-- Data shown --
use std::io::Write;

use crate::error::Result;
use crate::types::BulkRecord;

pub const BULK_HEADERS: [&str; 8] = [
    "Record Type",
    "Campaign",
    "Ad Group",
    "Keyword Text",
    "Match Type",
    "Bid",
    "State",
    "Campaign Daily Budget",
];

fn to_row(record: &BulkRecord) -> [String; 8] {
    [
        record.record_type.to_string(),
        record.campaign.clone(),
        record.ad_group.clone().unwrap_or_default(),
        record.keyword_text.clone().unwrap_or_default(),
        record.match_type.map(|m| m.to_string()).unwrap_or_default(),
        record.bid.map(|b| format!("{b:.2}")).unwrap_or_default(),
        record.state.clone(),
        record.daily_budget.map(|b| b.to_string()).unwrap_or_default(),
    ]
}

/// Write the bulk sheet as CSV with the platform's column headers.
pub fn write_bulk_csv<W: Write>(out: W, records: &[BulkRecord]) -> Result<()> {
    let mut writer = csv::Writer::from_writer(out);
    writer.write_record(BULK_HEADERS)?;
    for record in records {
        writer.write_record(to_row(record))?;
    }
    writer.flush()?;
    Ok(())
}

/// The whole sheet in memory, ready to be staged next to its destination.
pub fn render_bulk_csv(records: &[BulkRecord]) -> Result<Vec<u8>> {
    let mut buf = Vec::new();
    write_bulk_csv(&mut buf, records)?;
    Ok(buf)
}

-- Exercise directions --
Starting with the line that contains "use crate::types::BulkRecord;", output every line through the end of the listing above, unchanged.

-- Solution below --
use crate::types::BulkRecord;

pub const BULK_HEADERS: [&str; 8] = [
    "Record Type",
    "Campaign",
    "Ad Group",
    "Keyword Text",
    "Match Type",
    "Bid",
    "State",
    "Campaign Daily Budget",
];

fn to_row(record: &BulkRecord) -> [String; 8] {
    [
        record.record_type.to_string(),
        record.campaign.clone(),
        record.ad_group.clone().unwrap_or_default(),
        record.keyword_text.clone().unwrap_or_default(),
        record.match_type.map(|m| m.to_string()).unwrap_or_default(),
        record.bid.map(|b| format!("{b:.2}")).unwrap_or_default(),
        record.state.clone(),
        record.daily_budget.map(|b| b.to_string()).unwrap_or_default(),
    ]
}

/// Write the bulk sheet as CSV with the platform's column headers.
pub fn write_bulk_csv<W: Write>(out: W, records: &[BulkRecord]) -> Result<()> {
    let mut writer = csv::Writer::from_writer(out);
    writer.write_record(BULK_HEADERS)?;
    for record in records {
        writer.write_record(to_row(record))?;
    }
    writer.flush()?;
    Ok(())
}

/// The whole sheet in memory, ready to be staged next to its destination.
pub fn render_bulk_csv(records: &[BulkRecord]) -> Result<Vec<u8>> {
    let mut buf = Vec::new();
    write_bulk_csv(&mut buf, records)?;
    Ok(buf)
}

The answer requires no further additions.